Four Democrats on the Senate Banking Committee urged Treasury Secretary Henry Paulson on Tuesday not to make mortgage modifications so narrow that they exclude borrowers worthy of help and just delay the day of reckoning for those in the program.

The Treasury Department is expected to unveil details this week of a plan in which mortgage servicers would broadly extend starter rates on nondelinquent subprime loans before their coming resets strain borrowers and threaten foreclosure.

In a letter to Mr. Paulson, the four senators, including Senate Banking Chairman Chris Dodd, D-Conn., wrote that the plan should extend starter rates enough to ensure a loan's long-term affordability and mitigate costs for borrowers for whom foreclosure is inevitable even with a modification.

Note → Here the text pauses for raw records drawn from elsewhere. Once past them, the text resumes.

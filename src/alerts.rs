// src/alerts.rs
//! Alert hub: the core emits structured `MonitorAlert`s here; subscribers
//! (log, webhooks, email, dashboards) attach through a broadcast channel.

use chrono::{DateTime, Utc};
use metrics::counter;
use serde::{Deserialize, Serialize};
use std::fmt;
use std::sync::{Arc, Mutex};
use tokio::sync::broadcast;
use tokio::task::JoinHandle;
use tokio_util::sync::CancellationToken;
use uuid::Uuid;

use crate::buffer::BoundedBuffer;

pub const ALERT_BUFFER_CAPACITY: usize = 1_000;
const CHANNEL_CAPACITY: usize = 256;

#[derive(Debug, Clone, Copy, PartialEq, Eq, PartialOrd, Ord, Hash, Serialize, Deserialize)]
#[serde(rename_all = "lowercase")]
pub enum Severity {
    Info,
    Warning,
    Error,
    Critical,
}

impl Severity {
    pub fn as_str(self) -> &'static str {
        match self {
            Severity::Info => "info",
            Severity::Warning => "warning",
            Severity::Error => "error",
            Severity::Critical => "critical",
        }
    }
}

impl fmt::Display for Severity {
    fn fmt(&self, f: &mut fmt::Formatter<'_>) -> fmt::Result {
        f.write_str(self.as_str())
    }
}

#[derive(Debug, Clone, PartialEq, Serialize, Deserialize)]
pub struct MonitorAlert {
    pub id: Uuid,
    pub severity: Severity,
    pub source_id: Option<String>,
    pub message: String,
    pub timestamp: DateTime<Utc>,
    pub acknowledged: bool,
}

/// Something that wants every alert (webhook, mailer, pager...).
#[async_trait::async_trait]
pub trait AlertSink: Send + Sync {
    async fn emit(&self, alert: &MonitorAlert) -> anyhow::Result<()>;
    fn name(&self) -> &'static str;
}

#[derive(Debug)]
pub struct AlertHub {
    recent: Mutex<BoundedBuffer<MonitorAlert>>,
    tx: broadcast::Sender<MonitorAlert>,
}

impl Default for AlertHub {
    fn default() -> Self {
        Self::new()
    }
}

impl AlertHub {
    pub fn new() -> Self {
        Self::with_capacity(ALERT_BUFFER_CAPACITY)
    }

    pub fn with_capacity(cap: usize) -> Self {
        let (tx, _rx) = broadcast::channel(CHANNEL_CAPACITY);
        Self {
            recent: Mutex::new(BoundedBuffer::with_capacity(cap)),
            tx,
        }
    }

    /// Record and broadcast an alert. Fire-and-forget: no subscriber is required.
    pub fn emit(
        &self,
        severity: Severity,
        source_id: Option<&str>,
        message: impl Into<String>,
    ) -> MonitorAlert {
        let alert = MonitorAlert {
            id: Uuid::new_v4(),
            severity,
            source_id: source_id.map(str::to_string),
            message: message.into(),
            timestamp: Utc::now(),
            acknowledged: false,
        };

        let source = alert.source_id.as_deref().unwrap_or("-");
        match severity {
            Severity::Info => tracing::info!(target: "alerts", source, "{}", alert.message),
            Severity::Warning => tracing::warn!(target: "alerts", source, "{}", alert.message),
            Severity::Error | Severity::Critical => {
                tracing::error!(target: "alerts", source, severity = %severity, "{}", alert.message)
            }
        }
        counter!("alerts_emitted_total", "severity" => severity.as_str()).increment(1);

        self.recent
            .lock()
            .expect("alert buffer mutex poisoned")
            .push(alert.clone());
        // Err only means nobody is listening right now.
        let _ = self.tx.send(alert.clone());
        alert
    }

    pub fn subscribe(&self) -> broadcast::Receiver<MonitorAlert> {
        self.tx.subscribe()
    }

    /// Returns false if the alert is unknown (never emitted or already evicted).
    pub fn acknowledge(&self, id: Uuid) -> bool {
        let mut recent = self.recent.lock().expect("alert buffer mutex poisoned");
        let found = match recent.iter_mut().find(|a| a.id == id) {
            Some(a) => {
                a.acknowledged = true;
                true
            }
            None => false,
        };
        found
    }

    /// Up to `n` most recent alerts, newest first.
    pub fn recent(&self, n: usize) -> Vec<MonitorAlert> {
        let recent = self.recent.lock().expect("alert buffer mutex poisoned");
        recent.iter().rev().take(n).cloned().collect()
    }

    pub fn unacknowledged(&self) -> Vec<MonitorAlert> {
        let recent = self.recent.lock().expect("alert buffer mutex poisoned");
        recent.iter().filter(|a| !a.acknowledged).cloned().collect()
    }

    pub fn len(&self) -> usize {
        self.recent.lock().expect("alert buffer mutex poisoned").len()
    }

    pub fn is_empty(&self) -> bool {
        self.len() == 0
    }

    /// Forward every alert to `sink` until `cancel` fires. Sink errors are logged, not fatal.
    pub fn spawn_sink(&self, sink: Arc<dyn AlertSink>, cancel: CancellationToken) -> JoinHandle<()> {
        let mut rx = self.subscribe();
        tokio::spawn(async move {
            loop {
                let alert = tokio::select! {
                    _ = cancel.cancelled() => return,
                    res = rx.recv() => res,
                };
                match alert {
                    Ok(alert) => {
                        if let Err(e) = sink.emit(&alert).await {
                            tracing::warn!(sink = sink.name(), error = %format!("{e:#}"), "alert sink failed");
                        }
                    }
                    Err(broadcast::error::RecvError::Lagged(n)) => {
                        tracing::warn!(sink = sink.name(), skipped = n, "alert sink lagged");
                    }
                    Err(broadcast::error::RecvError::Closed) => return,
                }
            }
        })
    }
}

The plan should not squeeze deserving borrowers out of the planned modifications with overly demanding eligibility requirements, the senators wrote. "It would be a sad irony if this attempt to correct the damage done by poor underwriting standards that extended too much credit to too many borrowers was undone by criteria that made loan modifications and workouts available to too few borrowers now."

In addition to Sen. Dodd, the letter was signed by Sens. Charles Schumer of New York, Bob Casey of Pennsylvania, and Sherrod Brown of Ohio. The senators also urged Mr. Paulson to put forward a plan that would waive prepayment penalties and would be transparent enough to allow independent monitoring.